Stored items
┌──
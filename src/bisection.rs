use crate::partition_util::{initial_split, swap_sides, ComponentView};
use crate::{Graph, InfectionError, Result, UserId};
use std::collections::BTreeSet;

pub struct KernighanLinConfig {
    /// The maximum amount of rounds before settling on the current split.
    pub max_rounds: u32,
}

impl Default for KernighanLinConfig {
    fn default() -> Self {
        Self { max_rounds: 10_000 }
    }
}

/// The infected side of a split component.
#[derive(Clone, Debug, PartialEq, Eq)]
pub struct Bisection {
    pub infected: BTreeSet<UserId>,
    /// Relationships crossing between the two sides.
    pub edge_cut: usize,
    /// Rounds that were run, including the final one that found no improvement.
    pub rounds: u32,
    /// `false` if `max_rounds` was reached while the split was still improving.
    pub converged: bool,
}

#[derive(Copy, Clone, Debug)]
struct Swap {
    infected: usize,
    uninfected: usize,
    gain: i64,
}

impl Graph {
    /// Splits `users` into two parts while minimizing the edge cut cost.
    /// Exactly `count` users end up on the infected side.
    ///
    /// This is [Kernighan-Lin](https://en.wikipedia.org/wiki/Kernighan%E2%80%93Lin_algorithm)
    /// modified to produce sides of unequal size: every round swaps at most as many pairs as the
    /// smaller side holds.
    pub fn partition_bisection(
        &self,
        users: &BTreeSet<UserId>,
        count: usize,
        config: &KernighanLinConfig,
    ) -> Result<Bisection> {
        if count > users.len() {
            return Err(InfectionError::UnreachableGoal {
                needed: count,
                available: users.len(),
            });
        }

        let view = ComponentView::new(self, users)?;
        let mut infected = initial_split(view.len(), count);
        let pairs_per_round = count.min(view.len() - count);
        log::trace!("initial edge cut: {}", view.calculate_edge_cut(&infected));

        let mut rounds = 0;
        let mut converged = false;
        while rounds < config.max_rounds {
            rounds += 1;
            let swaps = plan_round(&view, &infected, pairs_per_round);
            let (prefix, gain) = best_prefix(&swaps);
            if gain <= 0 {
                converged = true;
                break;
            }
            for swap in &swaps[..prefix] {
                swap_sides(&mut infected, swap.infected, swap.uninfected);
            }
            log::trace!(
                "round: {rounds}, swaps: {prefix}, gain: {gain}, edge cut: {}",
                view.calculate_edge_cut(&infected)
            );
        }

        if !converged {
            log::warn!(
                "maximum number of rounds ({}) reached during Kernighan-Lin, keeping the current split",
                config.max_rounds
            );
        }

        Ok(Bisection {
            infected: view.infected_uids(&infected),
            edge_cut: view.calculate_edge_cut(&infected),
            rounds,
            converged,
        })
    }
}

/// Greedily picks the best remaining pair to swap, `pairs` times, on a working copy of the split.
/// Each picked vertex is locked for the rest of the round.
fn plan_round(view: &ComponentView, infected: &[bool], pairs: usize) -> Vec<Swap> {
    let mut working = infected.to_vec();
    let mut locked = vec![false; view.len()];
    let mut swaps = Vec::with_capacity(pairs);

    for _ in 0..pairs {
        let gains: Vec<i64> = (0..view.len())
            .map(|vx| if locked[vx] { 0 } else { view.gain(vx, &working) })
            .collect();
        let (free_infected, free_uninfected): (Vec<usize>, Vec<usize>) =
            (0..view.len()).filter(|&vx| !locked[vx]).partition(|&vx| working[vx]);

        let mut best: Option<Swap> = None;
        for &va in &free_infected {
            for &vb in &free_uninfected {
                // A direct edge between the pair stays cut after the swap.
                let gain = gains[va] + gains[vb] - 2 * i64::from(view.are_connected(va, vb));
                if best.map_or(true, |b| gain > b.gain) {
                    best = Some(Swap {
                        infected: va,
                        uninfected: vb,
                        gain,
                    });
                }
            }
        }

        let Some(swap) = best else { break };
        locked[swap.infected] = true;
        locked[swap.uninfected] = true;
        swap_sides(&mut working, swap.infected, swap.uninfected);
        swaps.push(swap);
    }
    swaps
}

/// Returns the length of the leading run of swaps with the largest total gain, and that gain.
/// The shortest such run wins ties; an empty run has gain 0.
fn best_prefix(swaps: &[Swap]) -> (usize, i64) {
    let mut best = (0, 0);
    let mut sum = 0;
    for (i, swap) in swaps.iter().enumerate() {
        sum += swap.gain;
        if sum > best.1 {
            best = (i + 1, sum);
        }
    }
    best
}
└──
* _Task statement_
Word for word, restate the lines above from the line containing "for _ in 0..pairs" through the line containing "after the swap.", with both included and nothing else.

* _Answer to the problem_
    for _ in 0..pairs {
        let gains: Vec<i64> = (0..view.len())
            .map(|vx| if locked[vx] { 0 } else { view.gain(vx, &working) })
            .collect();
        let (free_infected, free_uninfected): (Vec<usize>, Vec<usize>) =
            (0..view.len()).filter(|&vx| !locked[vx]).partition(|&vx| working[vx]);

        let mut best: Option<Swap> = None;
        for &va in &free_infected {
            for &vb in &free_uninfected {
                // A direct edge between the pair stays cut after the swap.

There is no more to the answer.